There are extremely direct names: One snack brand was named You Need This Snack. Though Beer Nuts sometimes refers to snacks similar to Beer Nuts, the Beer Nuts company is actually a downstate Bloomington institution, dating back almost 90 years.

Lifestyle names are huge.

You know what to expect from the RXBAR A.M., a nutrition bar from Kellogg (which bought the Chicago company in 2017). You can picture a REV or BUILT protein bar by name alone. Prevail Jerky sounds like a perfect snack for a doomsday prepper. Partake Foods, a gentle-sounding New York cookie company, was founded for allergy-minded children.

But Unbound Snacks is a bit less obvious. It’s a walnut business near Sacramento. Anjali Bhatti, a third-generation co-owner, said her father noticed walnuts were not getting the high-end treatment. So he picked Unbound. “Our name,” she said, “is more than a name. It’s a lifestyle. It’s a way of reminding people that they should live lives unbound and free.”

Again, they sell walnuts.

Branding and marketing agencies have a hand in many names. One of several seaweed snacks here was Nora, which is made with South Korean seaweed, gets its name from the Japanese word for dried seaweed (nori) and is sold by a company in the Philippines. “Nora” was chosen from 100 options offered by a Chicago branding firm. As Christopher Gindlesperger, senior vice president of public affairs and communications for NCA, noted: “Some of these companies are the most sophisticated in the world when it comes to naming products and flavor profiles, so by the time their product reaches its final form, they invested a significant amount of research and development.”

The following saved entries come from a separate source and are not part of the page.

//! Shared type definitions for the reelvault settlement core

use serde::{Deserialize, Serialize};
use std::time::{SystemTime, UNIX_EPOCH};

/// Settlement-currency amount in base units (18 decimals)
pub type Amount = u128;

/// Account identifier of a player
pub type PlayerId = String;

/// Correlation id assigned by the randomness oracle
pub type RequestId = u64;

/// Base units per whole settlement credit
pub const CREDIT_UNIT: Amount = 1_000_000_000_000_000_000;

/// Basis-point denominator
pub const BPS_DENOMINATOR: u128 = 10_000;

/// Asset with an external USD price feed
#[derive(Debug, Clone, Copy, PartialEq, Eq, Hash, Serialize, Deserialize)]
#[serde(rename_all = "lowercase")]
pub enum AssetId {
    /// Asset the settlement currency is minted against
    Base,
    /// Asset the randomness oracle charges its fee in
    Fee,
}

impl std::fmt::Display for AssetId {
    fn fmt(&self, f: &mut std::fmt::Formatter<'_>) -> std::fmt::Result {
        match self {
            AssetId::Base => write!(f, "base/USD"),
            AssetId::Fee => write!(f, "fee/USD"),
        }
    }
}

/// One round as reported by an external price feed
#[derive(Debug, Clone, Copy, PartialEq, Eq, Serialize, Deserialize)]
pub struct RawRound {
    /// Signed answer with 8 decimals
    pub answer: i128,
    /// Unix seconds of the last update
    pub updated_at: u64,
    pub round_id: u128,
}

/// Outbound randomness request handed to the oracle service
#[derive(Debug, Clone, PartialEq, Eq, Serialize, Deserialize)]
pub struct RandomnessRequest {
    pub request_id: RequestId,
    /// Fee paid in fee-asset base units
    pub payment: Amount,
    pub num_words: u32,
}

/// Get current timestamp in seconds since Unix epoch
pub fn current_timestamp_secs() -> u64 {
    SystemTime::now()
        .duration_since(UNIX_EPOCH)
        .map(|d| d.as_secs())
        .unwrap_or(0)
}

/// Apply a basis-point share to an amount, rounding down
pub fn apply_bps(amount: Amount, bps: u32) -> Amount {
    amount / BPS_DENOMINATOR * bps as u128 + amount % BPS_DENOMINATOR * bps as u128 / BPS_DENOMINATOR
}

#[cfg(test)]
mod tests {
    use super::*;

    #[test]
    fn test_apply_bps() {
        assert_eq!(apply_bps(10_000, 9_500), 9_500);
        assert_eq!(apply_bps(CREDIT_UNIT, 2_500), CREDIT_UNIT / 4);
        assert_eq!(apply_bps(3, 5_000), 1);
        assert_eq!(apply_bps(0, 10_000), 0);
        assert_eq!(apply_bps(Amount::MAX, 10_000), Amount::MAX);
    }

    #[test]
    fn test_asset_display() {
        assert_eq!(AssetId::Base.to_string(), "base/USD");
        assert_eq!(AssetId::Fee.to_string(), "fee/USD");
    }
}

That is probably why one of the most persistent trends seen at Sweets & Snacks this year was cross-brand mashups: Sprite-flavored Tic Tacs, Dr Pepper-flavored Peeps.

One familiar name is cool. Two, presumably, is twice as nice.

Sometimes, though, circumstance dictates a name: Chew F.O. makes the perfect name for a cookie business founded in a state full of lunatics (Florida). Dam Tasty Beavers, a chocolate treat made in Canada, was created by a Vancouver musician named Jimmy Zee. The name came from a conversation with his chocolate maker. “He told me to think hedgehogs. I told him everyone is doing hedgehogs, so then he said, ‘Well, wait, Jimmy, I do have this beaver mold ...’” That was one year ago. Now the world has Dam Tasty Rasta Beavers (with hemp) and Saturday Night Beavers (maple almond cream truffle).

Of course, proper names are as ubiquitous as the goofy ones. More than 35 years since Reggie Jackson played Major League Baseball, there is still a REGGIE! candy bar. Pearson Ranch Jerky of New Mexico sounds straightforward, but consider the history:

Pearson co-owner Yvette Roney’s family previously owned the land that Pearson Ranch now sits on. Her husband, the founder of Pearson Ranch Jerky, comes from the family that took over that land and established Pearson Ranch in the 1950s. She didn’t know this when they got married. Sounds like “Tudors”/”Games of Thrones”-esque machinations.

“Actually ...” she laughed: Her husband is a Cromwell, as in those Cromwells.

And you thought a name was just a name.